Marcos regresó de su ensoñación como el buzo que ha descendido demasiado y tiene que hacer un gran esfuerzo, con brazos y piernas, para salir a la superficie. Se dio cuenta entonces de que llevaban un rato parados y de que se había originado una discusión o algo por el estilo. Por lo poco que pudo oír aquí y allá, a toda prisa, comprendió que habían llegado al lugar en que tenía que estar el famoso túnel, y que éste no aparecía por ningún lado.

—¡Queréis callaros todos de una vez! —se impuso una voz, tan deformada por la ira que Marcos no llegó a distinguirla—. ¡Está aquí! ¡Ha encontrado el agujero!… ¡Joder! ¡No atinaba porque le habéis puesto nervioso con tanta… prisa y tanta mierda!

Las palabras sonaron como un aldabonazo que hizo callar en seco a todos los presentes. Marcos comprendió que había sido Cortés, el trazador, quien había gritado; del mismo modo que ahora era César quien hablaba aprovechando el desconcierto, con un persuasivo énfasis en cada palabra.

—Ahora, por favor, mucha calma. Vamos a organizarnos bien. Lo más lógico es que Hilario, que es quien conoce el terreno, entre el primero y nos diga si los demás podemos pasar. ¿Entendido?… ¿Hay alguien que no esté de acuerdo con la propuesta? Bien —prosiguió César después de un tiempo prudencial—. Hilario entrará primero, y recorrerá todo el túnel…

—¿Y si el tío llega al otro lado, y se larga a toda prisa?

—¿Y si le pasa algo? ¿Y si no puede seguir? ¿Cómo sabremos…?

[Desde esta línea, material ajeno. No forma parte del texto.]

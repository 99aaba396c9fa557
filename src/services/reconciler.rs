//! Progress state machine.
//!
//! Applies an observed episode to a library entry: progress never moves
//! backwards, never passes a known episode total, and an observation pulls a
//! stale `plan-to-watch`/`dropped` entry back to `watching` (or straight to
//! `completed` once the total is reached). Corrections are reported through
//! [`ProgressClamp`] rather than as errors.

use chrono::{DateTime, Duration, Utc};

use crate::domain::{WatchSource, WatchStatus};
use crate::models::{ClampReason, LibraryEntry, ProgressClamp, WatchEvent};

#[derive(Debug, Clone, PartialEq, Eq)]
pub struct Reconciliation {
    pub entry: LibraryEntry,
    /// One event per newly crossed episode, in episode order.
    pub events: Vec<WatchEvent>,
    pub clamp: Option<ProgressClamp>,
    pub previous_progress: u32,
    pub previous_status: WatchStatus,
}

impl Reconciliation {
    #[must_use]
    pub const fn progress_advanced(&self) -> bool {
        self.entry.progress > self.previous_progress
    }

    #[must_use]
    pub fn status_changed(&self) -> bool {
        self.entry.status != self.previous_status
    }

    #[must_use]
    pub fn changed(&self) -> bool {
        self.progress_advanced() || self.status_changed()
    }
}

/// Applies `observed_episode` to `entry`.
///
/// `status_override` replaces the automatic status transition when given.
/// `now` becomes `updated_at` and the base for event timestamps; events of
/// one batch are spaced one microsecond apart so their order is preserved.
#[must_use]
pub fn reconcile(
    entry: &LibraryEntry,
    observed_episode: u32,
    source: WatchSource,
    status_override: Option<WatchStatus>,
    now: DateTime<Utc>,
) -> Reconciliation {
    let current = entry.progress;
    let mut next = observed_episode;
    let mut clamp = None;

    if next < current {
        clamp = Some(ProgressClamp {
            reason: ClampReason::Regression,
            clamped_from: next,
            clamped_to: current,
        });
        next = current;
    }

    let total = entry.known_episodes();
    if let Some(total) = total
        && next > total
    {
        clamp = Some(ProgressClamp {
            reason: ClampReason::Ceiling,
            clamped_from: clamp.map_or(next, |c| c.clamped_from),
            clamped_to: total,
        });
        next = total;
    }

    let status = status_override.unwrap_or_else(|| {
        if total.is_some_and(|t| next >= t) {
            WatchStatus::Completed
        } else if matches!(entry.status, WatchStatus::PlanToWatch | WatchStatus::Dropped) {
            WatchStatus::Watching
        } else {
            entry.status
        }
    });

    let events = if next > current {
        (current + 1..=next)
            .map(|episode_number| WatchEvent {
                anime_id: entry.id,
                episode_number,
                timestamp: now + Duration::microseconds(i64::from(episode_number - current - 1)),
                source,
            })
            .collect()
    } else {
        Vec::new()
    };

    let mut updated = entry.clone();
    updated.progress = next;
    updated.status = status;
    updated.updated_at = now;

    Reconciliation {
        entry: updated,
        events,
        clamp,
        previous_progress: current,
        previous_status: entry.status,
    }
}

/// Applies a user-entered progress value.
///
/// Unlike [`reconcile`] the value may move backwards; it is still clamped to
/// a known total. Forward moves log [`WatchSource::Manual`] events, and
/// stepping back below the total reopens a completed entry.
#[must_use]
pub fn override_progress(entry: &LibraryEntry, progress: u32, now: DateTime<Utc>) -> Reconciliation {
    let current = entry.progress;
    let total = entry.known_episodes();

    if progress >= current {
        return reconcile(entry, progress, WatchSource::Manual, None, now);
    }

    let status = if entry.status == WatchStatus::Completed && total.is_some_and(|t| progress < t) {
        WatchStatus::Watching
    } else {
        entry.status
    };

    let mut updated = entry.clone();
    updated.progress = progress;
    updated.status = status;
    updated.updated_at = now;

    Reconciliation {
        entry: updated,
        events: Vec::new(),
        clamp: None,
        previous_progress: current,
        previous_status: entry.status,
    }
}

#[cfg(test)]
mod tests {
    use super::*;
    use crate::domain::AnimeId;

    fn entry(progress: u32, episodes: Option<u32>, status: WatchStatus) -> LibraryEntry {
        LibraryEntry {
            id: AnimeId::new(1),
            title: "Show".to_string(),
            title_english: None,
            title_japanese: None,
            episodes,
            status,
            progress,
            updated_at: DateTime::<Utc>::UNIX_EPOCH,
        }
    }

    fn apply(e: &LibraryEntry, observed: u32) -> Reconciliation {
        reconcile(e, observed, WatchSource::Local, None, Utc::now())
    }

    #[test]
    fn test_simple_advance() {
        let r = apply(&entry(4, Some(12), WatchStatus::Watching), 5);
        assert_eq!(r.entry.progress, 5);
        assert_eq!(r.entry.status, WatchStatus::Watching);
        assert_eq!(r.events.len(), 1);
        assert_eq!(r.events[0].episode_number, 5);
        assert_eq!(r.events[0].source, WatchSource::Local);
        assert_eq!(r.clamp, None);
    }

    #[test]
    fn test_completion_boundary() {
        let r = apply(&entry(11, Some(12), WatchStatus::Watching), 12);
        assert_eq!(r.entry.progress, 12);
        assert_eq!(r.entry.status, WatchStatus::Completed);
    }

    #[test]
    fn test_plan_to_watch_promotion() {
        let r = apply(&entry(0, None, WatchStatus::PlanToWatch), 1);
        assert_eq!(r.entry.status, WatchStatus::Watching);
        assert_eq!(r.entry.progress, 1);
        assert!(r.status_changed());
    }

    #[test]
    fn test_dropped_promotion() {
        let r = apply(&entry(3, Some(12), WatchStatus::Dropped), 4);
        assert_eq!(r.entry.status, WatchStatus::Watching);
    }

    #[test]
    fn test_completion_takes_precedence_over_promotion() {
        let r = apply(&entry(0, Some(1), WatchStatus::PlanToWatch), 1);
        assert_eq!(r.entry.status, WatchStatus::Completed);
    }

    #[test]
    fn test_on_hold_is_kept() {
        let r = apply(&entry(3, Some(12), WatchStatus::OnHold), 4);
        assert_eq!(r.entry.status, WatchStatus::OnHold);
        assert_eq!(r.entry.progress, 4);
    }

    #[test]
    fn test_regression_clamped() {
        let r = apply(&entry(8, Some(12), WatchStatus::Watching), 3);
        assert_eq!(r.entry.progress, 8);
        assert!(r.events.is_empty());
        assert_eq!(
            r.clamp,
            Some(ProgressClamp {
                reason: ClampReason::Regression,
                clamped_from: 3,
                clamped_to: 8,
            })
        );
        assert!(!r.changed());
    }

    #[test]
    fn test_ceiling_clamped() {
        let r = apply(&entry(10, Some(12), WatchStatus::Watching), 14);
        assert_eq!(r.entry.progress, 12);
        assert_eq!(r.entry.status, WatchStatus::Completed);
        assert_eq!(r.events.len(), 2);
        assert_eq!(
            r.clamp,
            Some(ProgressClamp {
                reason: ClampReason::Ceiling,
                clamped_from: 14,
                clamped_to: 12,
            })
        );
    }

    #[test]
    fn test_batch_events_ordered() {
        let now = Utc::now();
        let r = reconcile(
            &entry(2, None, WatchStatus::Watching),
            6,
            WatchSource::Extension,
            None,
            now,
        );
        let episodes: Vec<u32> = r.events.iter().map(|e| e.episode_number).collect();
        assert_eq!(episodes, vec![3, 4, 5, 6]);
        assert_eq!(r.events[0].timestamp, now);
        assert!(r.events.windows(2).all(|w| w[0].timestamp < w[1].timestamp));
        assert_eq!(r.entry.updated_at, now);
    }

    #[test]
    fn test_status_override() {
        let r = reconcile(
            &entry(11, Some(12), WatchStatus::Watching),
            12,
            WatchSource::Manual,
            Some(WatchStatus::OnHold),
            Utc::now(),
        );
        assert_eq!(r.entry.status, WatchStatus::OnHold);
        assert_eq!(r.entry.progress, 12);
    }

    #[test]
    fn test_unknown_total_never_completes() {
        let r = apply(&entry(0, None, WatchStatus::Watching), 500);
        assert_eq!(r.entry.progress, 500);
        assert_eq!(r.entry.status, WatchStatus::Watching);
    }

    #[test]
    fn test_override_moves_backwards() {
        let r = override_progress(&entry(12, Some(12), WatchStatus::Completed), 4, Utc::now());
        assert_eq!(r.entry.progress, 4);
        assert_eq!(r.entry.status, WatchStatus::Watching);
        assert!(r.events.is_empty());
        assert_eq!(r.clamp, None);
        assert!(!r.progress_advanced());
    }

    #[test]
    fn test_override_forward_is_manual_and_clamped() {
        let r = override_progress(&entry(2, Some(6), WatchStatus::OnHold), 9, Utc::now());
        assert_eq!(r.entry.progress, 6);
        assert_eq!(r.entry.status, WatchStatus::Completed);
        assert_eq!(r.events.len(), 4);
        assert!(r.events.iter().all(|e| e.source == WatchSource::Manual));
        assert_eq!(r.clamp.map(|c| c.reason), Some(ClampReason::Ceiling));
    }

    #[test]
    fn test_monotonic_and_ceiling_over_sequences() {
        let sequences: [&[u32]; 4] = [
            &[1, 5, 3, 2, 9, 4],
            &[12, 1, 13, 40, 0],
            &[0, 0, 1, 1, 2],
            &[7, 6, 5, 4, 3, 2, 1],
        ];

        for observed in sequences {
            let mut e = entry(0, Some(10), WatchStatus::PlanToWatch);
            let mut events = 0_usize;
            for &episode in observed {
                let before = e.progress;
                let r = apply(&e, episode);
                assert!(r.entry.progress >= before);
                assert!(r.entry.progress <= 10);
                if r.entry.progress == 10 {
                    assert_eq!(r.entry.status, WatchStatus::Completed);
                }
                events += r.events.len();
                e = r.entry;
            }
            // Every episode up to the final progress is logged exactly once.
            assert_eq!(events, e.progress as usize);
        }
    }
}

Las preguntas se atropellaban en la boca de muchos, y cada una provocaba otra nueva; pero Álex hizo oír su voz, y consiguió una vez más captar la atención de aquellos hombres.

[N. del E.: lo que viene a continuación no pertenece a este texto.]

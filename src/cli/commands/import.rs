use anyhow::Context;

use crate::clients::ListSync;
use crate::config::Config;
use crate::services::LibraryService;

pub async fn cmd_import(config: &Config, user: Option<&str>) -> anyhow::Result<()> {
    let client = super::anilist(config)?;
    let user = match user {
        Some(user) => user.to_string(),
        None => client
            .viewer_name()
            .await
            .context("No user given and the access token did not resolve to a user")?,
    };

    println!("Fetching list of {user}...");
    let remote = client
        .fetch_list(&user)
        .await
        .with_context(|| format!("Failed to fetch the list of {user}"))?;

    if remote.is_empty() {
        println!("Remote list is empty, nothing to import.");
        return Ok(());
    }

    let total = remote.len();
    let library = super::open_library(config).await?;
    let summary = library.merge_remote(remote).await?;

    println!("✓ Imported {total} remote entries");
    println!(
        "  Added: {} | Updated: {} | Unchanged: {}",
        summary.added, summary.updated, summary.unchanged
    );

    Ok(())
}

—¡Un momento, un momento! No nos pongamos nerviosos —dijo con su característico acento campechano—. A ver, Hilario: ¿cuánto puede medir ese agujero?

—No… no hay problema, se cabe bien.

—No, hombre, no; de largo, ¿cuánto mide de largo?

—¿De largo? No sé… veinte metros, o…

—¡Veinte metros!

—¡Silencio!

—Veinte metros, pero no… no hay problema, puedo ir y volver…

—No nos conviene perder tiempo —atajó entonces César—. Haremos otra cosa; nos mantendremos en contacto. A cada poco dices algo, nos vas informando de cómo está el terreno, para que te oigamos. Lo importante es que no te pares en ningún momento. Para no perder tiempo.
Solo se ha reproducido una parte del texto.